A enorme burrice de chamar de “delator” quem coopera com investigações na Justiça. Em países sérios, não se procura denegrir nem demonizar quem passa para o lado certo e ajuda a desvendar crimes e a colocar bandidos e ladrões na cadeia
Nenhum país sério usa termo depreciativo e maldito para designar quem coopera com a Polícia e a Justiça no desmantelamento de organizações criminosas. Já no Brasil… (Ilustração: partidoxlalibertad.com)
Post publicado originalmente a 15 de setembro de 2014
O objetivo de Costa, naturalmente, é obter vantagens (LEGAIS!) perante a Justiça — no caso, tentar diminuir o tempo que passará na cadeia por ser o operador do esquema além de, eventualmente, conseguir que parentes – como filhas e genros — sejam exonerados do processo a que ele responde. Mas ninguém duvida de que, com seu depoimento, do qual VEJA desta semana adianta importantes pontos, o ex-diretor está prestando um grande serviço ao país e aos bons costumes públicos.
E aí chegamos ao ponto deste post: cooperar com a Polícia, o Ministério Público e a Justiça para obter redução da pena — e fazer com que bandidos sanguinários chefes de quadrilhas, por exemplo, ou, como no caso, ladravazes de dinheiro público sigam para a penitenciária — recebeu, no Brasil, o pavoroso nome de “delação premiada”.
Não sei, não, se essa denominação não foi proposital, espalhada, nos primeiros anos em que o instituto começou a vigorar, com o objetivo de desmoralizá-lo. “Delação” é coisa feia, horrorosa. “Delator” — que é como TODO MUNDO está chamando Paulo Roberto Costa — é qualificativo enormemente depreciativo, é maldito, é razão generalizada, quase universal, de desprezo por quem assume esse papel.
É uma rematada burrice, na melhor das hipóteses, qualificar como “delator” criminosos que resolverm colaborar para que seja feita justiça. Esse qualificativo ATRAPALHA a Justiça, INIBE possíveis integrantes do crime organizado, por exemplo, que desejam mudar de lado e, em troca de penas mais leves, ajudem a desmantelar quadrilhas e colocar seus chefões atrás das grades.

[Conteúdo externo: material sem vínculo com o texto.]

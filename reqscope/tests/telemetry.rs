//! Global subscriber installation runs in its own test binary.

use reqscope::config::{ObservabilityConfig, OutputFormat};
use reqscope::errors::ConfigError;
use reqscope::record::LogLevel;
use reqscope::telemetry::init_tracing;

#[test]
fn subscriber_installs_once() {
    let config = ObservabilityConfig::default()
        .with_log_level(LogLevel::Debug)
        .with_output_format(OutputFormat::Compact);

    init_tracing(&config).unwrap();
    let second = init_tracing(&config);
    assert!(matches!(second, Err(ConfigError::Subscriber(_))));
}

Em outros países, os legisladores evitaram cuidadosamente tratar com esse qualificativo desmoralizante os colaboradores.
O principal exemplo foi a Itália, que aprovou legislação específica para fazer frente à brutal onda de terrorismo de extrema esquerda e de extrema direita desencadeado nos anos 70 — os chamados “Anos de Chumbo” — e que prosseguiria ainda por parte dos 80, até sua eliminação pelo Estado democrático.
Também no combate à Máfia e similares a República Italiana fez o mesmo, e para ambos os casos surgiu a figura dos pentiti, os “arrependidos” — pessoas que pertenceram a quadrilhas ou grupos terroristas e que, depois de presas, resolveram “arrepender-se” e colaborar com as investigações. O sistema legal os chama decollaboratori di Giustizia, ou seja, colaboradores da Justiça.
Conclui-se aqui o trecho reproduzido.